Seasoning
I put summer away around this time each year. No matter what the calendar says, no matter when the equinoxes and solstices occur, the seasons change for me when I switch out my closets. The flip flops and flimsy scarves must retire to make way for sturdier, warmer shoes and wraps. The beige cotton basketweave blanket has a nice tumble in the washer while I replace it with
its cozier cousin: a microfiber cover and weighted throw. White nearly sheer sheets, too, get laundered and stowed to make way for their flannel counterparts.
Time Passages
I relish this ritual because it allows me to touch time. As an amorphous, and, by definition, fleeting topic, time has served as fodder for great thinkers and artists for millennia. Plato and Aristotle disagreed about whether time could exist without change. The former answered that yes, time exists independent of the events that occur within it. For the latter, with whom I tend to agree, the two simply cannot be separated. Heraclitus averred that “life is flux,” inextricably linking the passage of time to the changes that make up one’s existence.

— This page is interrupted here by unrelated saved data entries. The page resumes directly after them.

// Copyright (C) 2026 Fred Clausen
// Use of this source code is governed by an MIT-style
// license that can be found in the LICENSE file or at
// https://opensource.org/licenses/MIT.

//! Backend-agnostic mutation modules.
//!
//! This module contains all state-changing operations for the persistence layer.
//! Mutations use Diesel DSL exclusively; the only backend-specific helper is
//! `get_last_insert_rowid()`, reached through the `PersistenceBackend` trait.
//!
//! ## Module Organization
//!
//! - `tournaments`: Tournaments, rounds and matchups
//! - `participants`: Teams, debaters, judges and users
//! - `performances`: Recording speaker points
//! - `assignments`: Tournament/user assignments, including judges
//! - `sample`: The demonstration data set

pub mod assignments;
pub mod participants;
pub mod performances;
pub mod sample;
pub mod tournaments;

pub use assignments::{
    assign_judge_to_tournament_mysql, assign_judge_to_tournament_sqlite,
    assign_user_to_tournament_mysql, assign_user_to_tournament_sqlite,
};
pub use participants::{
    add_debater_mysql, add_debater_sqlite, add_debaters_mysql, add_debaters_sqlite,
    add_judge_mysql, add_judge_sqlite, add_team_mysql, add_team_sqlite, add_user_mysql,
    add_user_sqlite, delete_debater_mysql, delete_debater_sqlite, delete_judge_mysql,
    delete_judge_sqlite, delete_team_mysql, delete_team_sqlite, delete_user_mysql,
    delete_user_sqlite,
};
pub use performances::{record_performance_mysql, record_performance_sqlite};
pub use sample::{
    SAMPLE_TOURNAMENT_DATE, SAMPLE_TOURNAMENT_NAME, load_sample_data_mysql,
    load_sample_data_sqlite,
};
pub use tournaments::{
    add_matchup_mysql, add_matchup_sqlite, add_round_mysql, add_round_sqlite,
    add_tournament_mysql, add_tournament_sqlite, delete_round_mysql, delete_round_sqlite,
    delete_tournament_mysql, delete_tournament_sqlite,
};
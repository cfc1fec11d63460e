// Copyright (C) 2026 Fred Clausen
// Use of this source code is governed by an MIT-style
// license that can be found in the LICENSE file or at
// https://opensource.org/licenses/MIT.

//! Backend initialization tests.
//!
//! Every other test module also exercises initialization implicitly through
//! `SqlitePersistence::new_in_memory()`. These tests pin the startup checks
//! themselves.

use apda_tab_domain::SpeakingRole;
use time::Month;

use super::test_date;
use crate::SqlitePersistence;
use crate::backend::sqlite;

#[test]
fn test_persistence_initialization() {
    let result: Result<SqlitePersistence, crate::error::PersistenceError> =
        SqlitePersistence::new_in_memory();
    assert!(result.is_ok());
}

#[test]
fn test_multiple_in_memory_instances_are_isolated() {
    let mut db1 = SqlitePersistence::new_in_memory().unwrap();
    let mut db2 = SqlitePersistence::new_in_memory().unwrap();

    db1.add_tournament("Isolated Cup", test_date(2025, Month::May, 1))
        .unwrap();

    assert_eq!(db1.list_tournaments().unwrap().len(), 1);
    assert_eq!(
        db2.list_tournaments().unwrap().len(),
        0,
        "db2 should not see db1's tournament"
    );
}

#[test]
fn test_foreign_key_enforcement_is_enabled() {
    let mut persistence = SqlitePersistence::new_in_memory().unwrap();
    assert!(persistence.verify_foreign_key_enforcement().is_ok());
}

#[test]
fn test_trigger_and_views_exist_after_migrations() {
    let mut persistence = SqlitePersistence::new_in_memory().unwrap();
    assert!(persistence.verify_schema_objects().is_ok());
    assert!(!persistence.is_mysql());
}

#[test]
fn test_speaking_roles_are_seeded() {
    let mut persistence = SqlitePersistence::new_in_memory().unwrap();

    let roles = persistence.list_speaking_roles().unwrap();

    assert_eq!(roles.len(), 4);
    let seeded: Vec<SpeakingRole> = roles.iter().map(|r| r.role).collect();
    assert_eq!(seeded, SpeakingRole::ALL.to_vec());
}

#[test]
fn test_running_migrations_twice_is_a_no_op() {
    let persistence = SqlitePersistence::new_in_memory().unwrap();
    let crate::BackendConnection::Sqlite(mut conn) = persistence.conn else {
        panic!("new_in_memory must produce a SQLite connection");
    };

    sqlite::run_migrations(&mut conn).unwrap();
    sqlite::verify_schema_objects(&mut conn).unwrap();
}

#[test]
fn test_file_database_survives_reopen() {
    let path = std::env::temp_dir().join(format!(
        "apda_tab_reopen_{}_{}.db",
        std::process::id(),
        line!()
    ));
    let _ = std::fs::remove_file(&path);

    {
        let mut persistence = SqlitePersistence::new_with_file(&path).unwrap();
        persistence
            .add_tournament("Durable Cup", test_date(2025, Month::September, 20))
            .unwrap();
    }

    let mut reopened = SqlitePersistence::new_with_file(&path).unwrap();
    let tournaments = reopened.list_tournaments().unwrap();
    assert_eq!(tournaments.len(), 1);
    assert_eq!(tournaments[0].name, "Durable Cup");
    drop(reopened);

    let _ = std::fs::remove_file(&path);
    let _ = std::fs::remove_file(path.with_extension("db-wal"));
    let _ = std::fs::remove_file(path.with_extension("db-shm"));
}
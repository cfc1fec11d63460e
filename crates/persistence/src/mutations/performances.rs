// Copyright (C) 2026 Fred Clausen
// Use of this source code is governed by an MIT-style
// license that can be found in the LICENSE file or at
// https://opensource.org/licenses/MIT.

use apda_tab_domain::Speaks;
use diesel::prelude::*;
use diesel::{MysqlConnection, SqliteConnection};
use tracing::info;

use crate::backend::PersistenceBackend;
use crate::diesel_schema::performances;
use crate::error::PersistenceError;

backend_fn! {
/// Records a debater's speaker points for a round.
///
/// A debater may hold several performances in the same round; nothing
/// enforces one per round.
///
/// # Arguments
///
/// * `conn` - The database connection
/// * `debater_id` - The speaking debater
/// * `round_id` - The round spoken in
/// * `speaks` - Speaker points, already rounded to hundredths
/// * `feedback` - Optional free-text judge feedback
///
/// # Errors
///
/// Returns `ForeignKeyViolation` if the debater or round does not exist.
pub fn record_performance(
    conn: &mut _,
    debater_id: i64,
    round_id: i64,
    speaks: Speaks,
    feedback: Option<&str>,
) -> Result<i64, PersistenceError> {
    diesel::insert_into(performances::table)
        .values((
            performances::debater_id.eq(debater_id),
            performances::round_id.eq(round_id),
            performances::speaks.eq(speaks.value()),
            performances::feedback.eq(feedback),
        ))
        .execute(conn)?;

    let performance_id: i64 = conn.get_last_insert_rowid()?;

    info!(
        performance_id,
        debater_id, round_id, "Recorded {} speaks", speaks
    );

    Ok(performance_id)
}
}
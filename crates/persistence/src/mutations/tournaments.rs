// Copyright (C) 2026 Fred Clausen
// Use of this source code is governed by an MIT-style
// license that can be found in the LICENSE file or at
// https://opensource.org/licenses/MIT.

//! Tournament, round and matchup mutations.
//!
//! `add_tournament` performs the same single insert as the `AddTournament`
//! stored procedure shipped in the `MySQL` migrations, so both backends share
//! one code path.

use diesel::prelude::*;
use diesel::{MysqlConnection, SqliteConnection};
use time::Date;
use tracing::info;

use crate::backend::PersistenceBackend;
use crate::diesel_schema::{matchups, rounds, tournaments};
use crate::error::PersistenceError;

backend_fn! {
/// Creates a tournament.
///
/// No uniqueness is enforced: two tournaments may share a name and date.
/// The name is not checked beyond the column constraints, so an empty name
/// is stored as given.
///
/// # Arguments
///
/// * `conn` - The database connection
/// * `name` - The tournament name
/// * `date` - The date the tournament is held
///
/// # Errors
///
/// Returns an error if the insert fails.
pub fn add_tournament(conn: &mut _, name: &str, date: Date) -> Result<i64, PersistenceError> {
    info!("Creating tournament '{}' on {}", name, date);

    diesel::insert_into(tournaments::table)
        .values((tournaments::name.eq(name), tournaments::date.eq(date)))
        .execute(conn)?;

    let tournament_id: i64 = conn.get_last_insert_rowid()?;

    info!(tournament_id, "Tournament created");

    Ok(tournament_id)
}
}

backend_fn! {
/// Deletes a tournament.
///
/// Its rounds, their matchups and performances, and its user assignments are
/// removed by the schema's cascading foreign keys.
///
/// # Errors
///
/// Returns `NotFound` if no tournament has this ID.
pub fn delete_tournament(conn: &mut _, tournament_id: i64) -> Result<(), PersistenceError> {
    info!("Deleting tournament ID: {}", tournament_id);

    let deleted: usize = diesel::delete(
        tournaments::table.filter(tournaments::tournament_id.eq(tournament_id)),
    )
    .execute(conn)?;

    if deleted == 0 {
        return Err(PersistenceError::NotFound(format!(
            "Tournament {tournament_id} not found"
        )));
    }

    Ok(())
}
}

backend_fn! {
/// Adds a round to a tournament.
///
/// Any integer is accepted as the round number, including zero, negatives
/// and a number already used in the same tournament.
///
/// # Errors
///
/// Returns `ForeignKeyViolation` if the tournament does not exist.
pub fn add_round(
    conn: &mut _,
    tournament_id: i64,
    round_number: i32,
) -> Result<i64, PersistenceError> {
    diesel::insert_into(rounds::table)
        .values((
            rounds::tournament_id.eq(tournament_id),
            rounds::round_number.eq(round_number),
        ))
        .execute(conn)?;

    let round_id: i64 = conn.get_last_insert_rowid()?;

    info!(round_id, tournament_id, round_number, "Round created");

    Ok(round_id)
}
}

backend_fn! {
/// Deletes a round together with its matchups and performances.
///
/// # Errors
///
/// Returns `NotFound` if no round has this ID.
pub fn delete_round(conn: &mut _, round_id: i64) -> Result<(), PersistenceError> {
    info!("Deleting round ID: {}", round_id);

    let deleted: usize = diesel::delete(rounds::table.filter(rounds::round_id.eq(round_id)))
        .execute(conn)?;

    if deleted == 0 {
        return Err(PersistenceError::NotFound(format!(
            "Round {round_id} not found"
        )));
    }

    Ok(())
}
}

backend_fn! {
/// Adds a matchup to a round.
///
/// # Errors
///
/// Returns `ForeignKeyViolation` if the round does not exist.
pub fn add_matchup(conn: &mut _, round_id: i64) -> Result<i64, PersistenceError> {
    diesel::insert_into(matchups::table)
        .values(matchups::round_id.eq(round_id))
        .execute(conn)?;

    let matchup_id: i64 = conn.get_last_insert_rowid()?;

    info!(matchup_id, round_id, "Matchup created");

    Ok(matchup_id)
}
}
// Copyright (C) 2026 Fred Clausen
// Use of this source code is governed by an MIT-style
// license that can be found in the LICENSE file or at
// https://opensource.org/licenses/MIT.

//! Database backend-specific code.
//!
//! Connection setup, migrations and the handful of catalog queries that
//! Diesel DSL cannot express live here. Everything that touches tournament
//! data lives in `queries/` and `mutations/` and must run unchanged on
//! every backend.
//!
//! ## Backend Support
//!
//! - `sqlite`: `SQLite` backend (default for development and testing)
//! - `mysql`: MySQL/MariaDB backend (validated via opt-in tests)
//!
//! The stored procedures `AddTournament` and `AssignJudgeToTournament` only
//! exist on `MySQL`; `SQLite` has no procedure support. The Rust adapter
//! performs the same single-row inserts on both backends, so callers never
//! depend on the procedures being present.

pub mod mysql;
pub mod sqlite;

use diesel::{Connection, MysqlConnection, SqliteConnection};

use crate::error::PersistenceError;

/// Name of the duplicate-guard trigger on `Tournament_User`.
pub const DUPLICATE_GUARD_TRIGGER: &str = "before_tournament_user_insert";

/// Views every backend must provide.
pub const REQUIRED_VIEWS: [&str; 2] = ["TournamentDetails", "DebaterPerformanceOverview"];

/// Trait for backend-specific operations.
///
/// Implemented for both `SqliteConnection` and `MysqlConnection` so that
/// query and mutation bodies generated by `backend_fn!` can call these
/// helpers without knowing which backend they run on.
pub trait PersistenceBackend: Connection {
    /// Retrieves the last inserted row ID.
    ///
    /// # Errors
    ///
    /// Returns an error if the query fails.
    fn get_last_insert_rowid(&mut self) -> Result<i64, PersistenceError>;

    /// Verifies that foreign key enforcement is enabled.
    ///
    /// Cascades and set-null actions are silently skipped without it, so
    /// this is checked before any adapter is handed out.
    ///
    /// # Errors
    ///
    /// Returns an error if foreign key enforcement is not enabled.
    fn verify_foreign_key_enforcement(&mut self) -> Result<(), PersistenceError>;

    /// Verifies that the duplicate-guard trigger and both views exist.
    ///
    /// # Errors
    ///
    /// Returns an error naming the first missing schema object.
    fn verify_schema_objects(&mut self) -> Result<(), PersistenceError>;
}

impl PersistenceBackend for SqliteConnection {
    fn get_last_insert_rowid(&mut self) -> Result<i64, PersistenceError> {
        sqlite::get_last_insert_rowid(self)
    }

    fn verify_foreign_key_enforcement(&mut self) -> Result<(), PersistenceError> {
        sqlite::verify_foreign_key_enforcement(self)
    }

    fn verify_schema_objects(&mut self) -> Result<(), PersistenceError> {
        sqlite::verify_schema_objects(self)
    }
}

impl PersistenceBackend for MysqlConnection {
    fn get_last_insert_rowid(&mut self) -> Result<i64, PersistenceError> {
        mysql::get_last_insert_rowid(self)
    }

    fn verify_foreign_key_enforcement(&mut self) -> Result<(), PersistenceError> {
        mysql::verify_foreign_key_enforcement(self)
    }

    fn verify_schema_objects(&mut self) -> Result<(), PersistenceError> {
        mysql::verify_schema_objects(self)
    }
}
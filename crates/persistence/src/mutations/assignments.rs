// Copyright (C) 2026 Fred Clausen
// Use of this source code is governed by an MIT-style
// license that can be found in the LICENSE file or at
// https://opensource.org/licenses/MIT.

//! Tournament/user assignment mutations.
//!
//! Both entry points end in the same `Tournament_User` insert. A repeated
//! pair is normally rejected by the `before_tournament_user_insert` trigger,
//! which surfaces here as `PersistenceError::DuplicateAssignment`. A pair
//! that gets past the trigger, such as two concurrent inserts on `MariaDB`,
//! hits the primary key instead and surfaces as `UniqueViolation`.

use diesel::prelude::*;
use diesel::{MysqlConnection, SqliteConnection};
use tracing::{info, warn};

use crate::diesel_schema::tournament_users;
use crate::error::PersistenceError;

backend_fn! {
/// Assigns a user to a tournament.
///
/// # Errors
///
/// Returns `DuplicateAssignment` or `UniqueViolation` if the pair already
/// exists, or `ForeignKeyViolation` if either side does not exist.
pub fn assign_user_to_tournament(
    conn: &mut _,
    tournament_id: i64,
    user_id: i64,
) -> Result<(), PersistenceError> {
    let result: Result<usize, PersistenceError> = diesel::insert_into(tournament_users::table)
        .values((
            tournament_users::tournament_id.eq(tournament_id),
            tournament_users::user_id.eq(user_id),
        ))
        .execute(conn)
        .map_err(PersistenceError::from);

    match result {
        Ok(_) => {
            info!(tournament_id, user_id, "User assigned to tournament");
            Ok(())
        }
        Err(e) => {
            warn!(tournament_id, user_id, "Assignment rejected: {}", e);
            Err(e)
        }
    }
}
}

backend_fn! {
/// Assigns a judge to a tournament.
///
/// `judge_id` is stored as the `user_id` of the assignment, so it must be
/// the ID of a `User` row. Neither the `Judge` table nor the user's role is
/// consulted.
///
/// Mirrors the `AssignJudgeToTournament` stored procedure.
///
/// # Errors
///
/// Same as `assign_user_to_tournament`.
pub fn assign_judge_to_tournament(
    conn: &mut _,
    judge_id: i64,
    tournament_id: i64,
) -> Result<(), PersistenceError> {
    info!("Assigning judge {} to tournament {}", judge_id, tournament_id);

    let result: Result<usize, PersistenceError> = diesel::insert_into(tournament_users::table)
        .values((
            tournament_users::tournament_id.eq(tournament_id),
            tournament_users::user_id.eq(judge_id),
        ))
        .execute(conn)
        .map_err(PersistenceError::from);

    match result {
        Ok(_) => Ok(()),
        Err(e) => {
            warn!(judge_id, tournament_id, "Judge assignment rejected: {}", e);
            Err(e)
        }
    }
}
}
// Copyright (C) 2026 Fred Clausen
// Use of this source code is governed by an MIT-style
// license that can be found in the LICENSE file or at
// https://opensource.org/licenses/MIT.

use apda_tab_domain::{DebaterExperience, JudgeExperience, SpeakingRole, Speaks, UserRole};
use serde::{Deserialize, Serialize};
use time::Date;

/// A persisted tournament.
#[derive(Debug, Clone, PartialEq, Eq, Serialize, Deserialize)]
pub struct TournamentData {
    pub tournament_id: i64,
    pub name: String,
    pub date: Date,
}

/// A persisted round within a tournament.
#[derive(Debug, Clone, PartialEq, Eq, Serialize, Deserialize)]
pub struct RoundData {
    pub round_id: i64,
    pub tournament_id: i64,
    pub round_number: i32,
}

/// A persisted matchup within a round.
///
/// Matchups carry no team linkage in the schema.
#[derive(Debug, Clone, PartialEq, Eq, Serialize, Deserialize)]
pub struct MatchupData {
    pub matchup_id: i64,
    pub round_id: i64,
}

/// A persisted team.
#[derive(Debug, Clone, PartialEq, Eq, Serialize, Deserialize)]
pub struct TeamData {
    pub team_id: i64,
    pub name: String,
}

/// A persisted debater.
#[derive(Debug, Clone, PartialEq, Eq, Serialize, Deserialize)]
pub struct DebaterData {
    pub debater_id: i64,
    pub name: String,
    pub experience_level: DebaterExperience,
    /// `None` when the debater never had a team or the team was deleted.
    pub team_id: Option<i64>,
}

/// A debater that has not been inserted yet.
#[derive(Debug, Clone, PartialEq, Eq, Serialize, Deserialize)]
pub struct NewDebater {
    pub name: String,
    pub experience_level: DebaterExperience,
    pub team_id: Option<i64>,
}

/// A row of the `Role` reference table.
#[derive(Debug, Clone, PartialEq, Eq, Serialize, Deserialize)]
pub struct SpeakingRoleData {
    pub role_id: i64,
    pub role: SpeakingRole,
}

/// A persisted judge.
#[derive(Debug, Clone, PartialEq, Eq, Serialize, Deserialize)]
pub struct JudgeData {
    pub judge_id: i64,
    pub name: String,
    pub experience_level: JudgeExperience,
}

/// A debater's scored appearance in a round.
#[derive(Debug, Clone, PartialEq, Eq, Serialize, Deserialize)]
pub struct PerformanceData {
    pub performance_id: i64,
    pub debater_id: i64,
    pub round_id: i64,
    pub speaks: Speaks,
    pub feedback: Option<String>,
}

/// A persisted system user.
#[derive(Debug, Clone, PartialEq, Eq, Serialize, Deserialize)]
pub struct UserData {
    pub user_id: i64,
    pub name: String,
    pub role: UserRole,
}

/// One row of the `TournamentDetails` view.
#[derive(Debug, Clone, PartialEq, Eq, Serialize, Deserialize)]
pub struct TournamentDetailsRow {
    pub tournament_id: i64,
    pub tournament_name: String,
    pub tournament_date: Date,
    pub number_of_rounds: usize,
}

/// One row of the `DebaterPerformanceOverview` view.
///
/// `avg_speaks` is the raw engine average and is not rounded to hundredths.
#[derive(Debug, Clone, PartialEq, Serialize, Deserialize)]
pub struct DebaterPerformanceRow {
    pub debater_id: i64,
    pub debater_name: String,
    pub tournament_id: i64,
    pub tournament_name: String,
    pub avg_speaks: f64,
}

/// Identifiers created by [`crate::Persistence::load_sample_data`].
#[derive(Debug, Clone, Default, PartialEq, Eq, Serialize, Deserialize)]
pub struct SampleDataSummary {
    pub tournament_ids: Vec<i64>,
    pub round_ids: Vec<i64>,
    pub matchup_ids: Vec<i64>,
    pub team_ids: Vec<i64>,
    pub debater_ids: Vec<i64>,
    pub judge_ids: Vec<i64>,
    pub user_ids: Vec<i64>,
    pub performance_ids: Vec<i64>,
}
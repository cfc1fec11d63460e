// Copyright (C) 2026 Fred Clausen
// Use of this source code is governed by an MIT-style
// license that can be found in the LICENSE file or at
// https://opensource.org/licenses/MIT.

//! Domain types for APDA debate tournament tracking.
//!
//! These types sit between callers and the persistence layer: they hold the
//! enumerated column domains (experience levels, roles) and the value rules
//! the database expresses as column types (`DECIMAL(4,2)` speaks, `DATE`).

#![deny(
    clippy::pedantic,
    clippy::cargo,
    clippy::nursery,
    clippy::style,
    clippy::correctness,
    clippy::all,
    clippy::suspicious,
    clippy::complexity,
    clippy::perf,
    clippy::unwrap_used,
    clippy::expect_used
)]

mod error;
mod speaks;
mod types;
mod validation;

#[cfg(test)]
mod tests;

pub use error::DomainError;
pub use speaks::Speaks;
pub use types::{DebaterExperience, JudgeExperience, SpeakingRole, UserRole};
pub use validation::{MAX_NAME_LENGTH, parse_tournament_date, validate_name};
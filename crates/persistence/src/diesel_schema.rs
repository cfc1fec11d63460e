// Copyright (C) 2026 Fred Clausen
// Use of this source code is governed by an MIT-style
// license that can be found in the LICENSE file or at
// https://opensource.org/licenses/MIT.

// Table names follow the domain's capitalized names; Rust-side identifiers
// are snake_case and mapped with `sql_name`.

diesel::table! {
    #[sql_name = "Tournament"]
    tournaments (tournament_id) {
        tournament_id -> BigInt,
        name -> Text,
        date -> Date,
    }
}

diesel::table! {
    #[sql_name = "Round"]
    rounds (round_id) {
        round_id -> BigInt,
        tournament_id -> BigInt,
        round_number -> Integer,
    }
}

diesel::table! {
    #[sql_name = "Matchup"]
    matchups (matchup_id) {
        matchup_id -> BigInt,
        round_id -> BigInt,
    }
}

diesel::table! {
    #[sql_name = "Team"]
    teams (team_id) {
        team_id -> BigInt,
        name -> Text,
    }
}

diesel::table! {
    #[sql_name = "Debater"]
    debaters (debater_id) {
        debater_id -> BigInt,
        name -> Text,
        experience_level -> Text,
        team_id -> Nullable<BigInt>,
    }
}

diesel::table! {
    #[sql_name = "Role"]
    speaking_roles (role_id) {
        role_id -> BigInt,
        role_name -> Text,
    }
}

diesel::table! {
    #[sql_name = "Judge"]
    judges (judge_id) {
        judge_id -> BigInt,
        name -> Text,
        experience_level -> Text,
    }
}

diesel::table! {
    #[sql_name = "Performance"]
    performances (performance_id) {
        performance_id -> BigInt,
        debater_id -> BigInt,
        round_id -> BigInt,
        speaks -> Double,
        feedback -> Nullable<Text>,
    }
}

diesel::table! {
    #[sql_name = "User"]
    users (user_id) {
        user_id -> BigInt,
        name -> Text,
        role -> Text,
    }
}

diesel::table! {
    #[sql_name = "Tournament_User"]
    tournament_users (tournament_id, user_id) {
        tournament_id -> BigInt,
        user_id -> BigInt,
    }
}

// Views. Diesel requires a key; these are the grouping columns.

diesel::table! {
    #[sql_name = "TournamentDetails"]
    tournament_details (tournament_id) {
        tournament_id -> BigInt,
        #[sql_name = "TournamentName"]
        tournament_name -> Text,
        #[sql_name = "TournamentDate"]
        tournament_date -> Date,
        #[sql_name = "NumberOfRounds"]
        number_of_rounds -> BigInt,
    }
}

diesel::table! {
    #[sql_name = "DebaterPerformanceOverview"]
    debater_performance_overview (debater_id, tournament_id) {
        debater_id -> BigInt,
        #[sql_name = "DebaterName"]
        debater_name -> Text,
        tournament_id -> BigInt,
        #[sql_name = "TournamentName"]
        tournament_name -> Text,
        #[sql_name = "AvgSpeaks"]
        avg_speaks -> Double,
    }
}

diesel::joinable!(rounds -> tournaments (tournament_id));
diesel::joinable!(matchups -> rounds (round_id));
diesel::joinable!(debaters -> teams (team_id));
diesel::joinable!(performances -> debaters (debater_id));
diesel::joinable!(performances -> rounds (round_id));
diesel::joinable!(tournament_users -> tournaments (tournament_id));
diesel::joinable!(tournament_users -> users (user_id));

diesel::allow_tables_to_appear_in_same_query!(
    tournaments,
    rounds,
    matchups,
    teams,
    debaters,
    speaking_roles,
    judges,
    performances,
    users,
    tournament_users,
);
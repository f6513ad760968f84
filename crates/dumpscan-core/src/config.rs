//! 运行配置文件加载（TOML）
//!
//! 字段全部可选：缺省字段落到内置默认值，CLI 参数再覆盖文件值
//! （合并在 CLI 侧完成，这里只负责解析）。
use anyhow::{Context, Result};
use serde::Deserialize;
use std::path::{Path, PathBuf};

use crate::options::{OutputPaths, ScanOptions};

/// 顶层配置文件结构
#[derive(Debug, Clone, Default, Deserialize)]
pub struct RunConfig {
    #[serde(default)]
    pub base_folder: Option<PathBuf>,
    #[serde(default)]
    pub search_terms: Option<PathBuf>,
    #[serde(default)]
    pub outputs: OutputConfig,
}

/// `[outputs]` 小节
#[derive(Debug, Clone, Default, Deserialize)]
pub struct OutputConfig {
    #[serde(default)]
    pub config_matches: Option<PathBuf>,
    #[serde(default)]
    pub credentials_report: Option<PathBuf>,
    #[serde(default)]
    pub matched_credentials: Option<PathBuf>,
    #[serde(default)]
    pub ip_port_listing: Option<PathBuf>,
}

impl RunConfig {
    /// 从 TOML 文件加载
    pub fn load(path: &Path) -> Result<Self> {
        let txt = std::fs::read_to_string(path)
            .with_context(|| format!("read config file {}", path.display()))?;
        let parsed: RunConfig = toml::from_str(&txt)
            .with_context(|| format!("parse config file {}", path.display()))?;
        Ok(parsed)
    }

    /// 在内置默认值上套用文件值，产出完整的扫描选项
    pub fn into_options(self) -> ScanOptions {
        let defaults = ScanOptions::default();
        let default_outputs = OutputPaths::default();
        ScanOptions {
            base_folder: self.base_folder.unwrap_or(defaults.base_folder),
            terms_path: self.search_terms.unwrap_or(defaults.terms_path),
            outputs: OutputPaths {
                config_matches: self
                    .outputs
                    .config_matches
                    .unwrap_or(default_outputs.config_matches),
                credentials_report: self
                    .outputs
                    .credentials_report
                    .unwrap_or(default_outputs.credentials_report),
                matched_credentials: self
                    .outputs
                    .matched_credentials
                    .unwrap_or(default_outputs.matched_credentials),
                ip_port_listing: self
                    .outputs
                    .ip_port_listing
                    .unwrap_or(default_outputs.ip_port_listing),
            },
        }
    }
}
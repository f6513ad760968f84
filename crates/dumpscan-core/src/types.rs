//! 公共类型（对外暴露）

/// 配置扫描的单条命中记录：三元组 (文件路径, 命中词, 命中行)
#[derive(Debug, Clone, PartialEq, Eq)]
pub struct MatchRecord {
    pub file: String,
    pub term: String,
    pub line: String,
}

impl MatchRecord {
    /// 序列化为参考实现的单行文本格式（格式里写的是命中行，不是词，保持逐字一致）
    pub fn format_line(&self) -> String {
        format!("File: {} | Matched Term: {}", self.file, self.line)
    }
}
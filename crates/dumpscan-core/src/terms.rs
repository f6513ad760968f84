//! 搜索词加载
use std::path::Path;

use crate::error::ScanError;

/// 读取按行分隔的搜索词文件，保持文件顺序
/// - 每行去除首尾空白
/// - 空行不过滤：空词在子串语义下命中所有行（参考实现的既有行为，保留）
pub fn load_terms(path: &Path) -> Result<Vec<String>, ScanError> {
    let txt = std::fs::read_to_string(path).map_err(|source| ScanError::TermsFile {
        path: path.to_path_buf(),
        source,
    })?;
    Ok(txt.lines().map(|l| l.trim().to_string()).collect())
}

#[cfg(test)]
mod tests {
    use super::*;
    use std::io::Write;

    #[test]
    fn loads_trimmed_terms_in_order() {
        let mut f = tempfile::NamedTempFile::new().unwrap();
        write!(f, "  root \npassword\n\nadmin").unwrap();
        let terms = load_terms(f.path()).unwrap();
        assert_eq!(terms, vec!["root", "password", "", "admin"]);
    }

    #[test]
    fn missing_file_is_fatal() {
        let err = load_terms(Path::new("/nonexistent/searchterms.txt")).unwrap_err();
        assert!(matches!(err, ScanError::TermsFile { .. }));
    }
}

As I sit cross-legged on my bedroom floor, surround myself with the representatives of each season, and oversee the changing of the guard, the passage of time becomes tangible for me. As I handle each piece, I revisit the events it represents. The diaphanous lime green scarf covered in cartoonish sheep brings me back to the Lake District in England. A friend from my Shakespeare class invited me to her wedding there. She married her long-term partner in their working barn, populated by many real-life sheep who probably resented being relocated for the occasion. Prior to the festivities, I wandered the lake-hugging streets of Windermere, near where Beatrix Potter both wrote and herded her wooly charges.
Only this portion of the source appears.